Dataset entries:
┌──
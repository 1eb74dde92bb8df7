//! Progress-callback trait for per-card build events.
//!
//! Inject an [`Arc<dyn BuildProgressCallback>`] via
//! [`crate::config::BuildConfigBuilder::progress_callback`] to receive events
//! as the pipeline resolves each decklist entry. The CLI uses it to drive a
//! terminal progress bar; library callers can forward events anywhere.
//!
//! # Example
//!
//! ```rust
//! use deck2docx::{BuildConfig, BuildProgressCallback};
//! use std::sync::{Arc, atomic::{AtomicUsize, Ordering}};
//!
//! struct CountingCallback {
//!     skipped: AtomicUsize,
//! }
//!
//! impl BuildProgressCallback for CountingCallback {
//!     fn on_card_skipped(&self, _index: usize, _total: usize, name: &str, reason: &str) {
//!         self.skipped.fetch_add(1, Ordering::SeqCst);
//!         eprintln!("skipped {name}: {reason}");
//!     }
//! }
//!
//! let cb = Arc::new(CountingCallback { skipped: AtomicUsize::new(0) });
//! let config = BuildConfig::builder()
//!     .progress_callback(cb as Arc<dyn BuildProgressCallback>)
//!     .build()
//!     .unwrap();
//! ```

use std::sync::Arc;

/// Called by the build pipeline as it processes each decklist entry.
///
/// All methods have default no-op implementations so callers only override
/// what they care about. Entry indices are 1-based.
pub trait BuildProgressCallback: Send + Sync {
    /// Called once after the decklist is parsed, before any network call.
    fn on_build_start(&self, total_entries: usize) {
        let _ = total_entries;
    }

    /// Called just before the lookup for an entry begins.
    fn on_card_start(&self, index: usize, total: usize, name: &str) {
        let _ = (index, total, name);
    }

    /// Called when an entry's image was placed `copies` times.
    fn on_card_placed(&self, index: usize, total: usize, name: &str, copies: u32) {
        let _ = (index, total, name, copies);
    }

    /// Called when an entry is skipped; `reason` is human-readable.
    fn on_card_skipped(&self, index: usize, total: usize, name: &str, reason: &str) {
        let _ = (index, total, name, reason);
    }

    /// Called once after every entry has been attempted.
    fn on_build_complete(&self, total_entries: usize, placed_entries: usize) {
        let _ = (total_entries, placed_entries);
    }
}

/// A no-op implementation for callers that don't need progress events.
pub struct NoopProgressCallback;

impl BuildProgressCallback for NoopProgressCallback {}

/// Convenience alias matching the type stored in [`crate::config::BuildConfig`].
pub type ProgressCallback = Arc<dyn BuildProgressCallback>;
└──
> **Assigned task**
Check the data for lines with "trait" and give only their number.

> **Expected answer**
2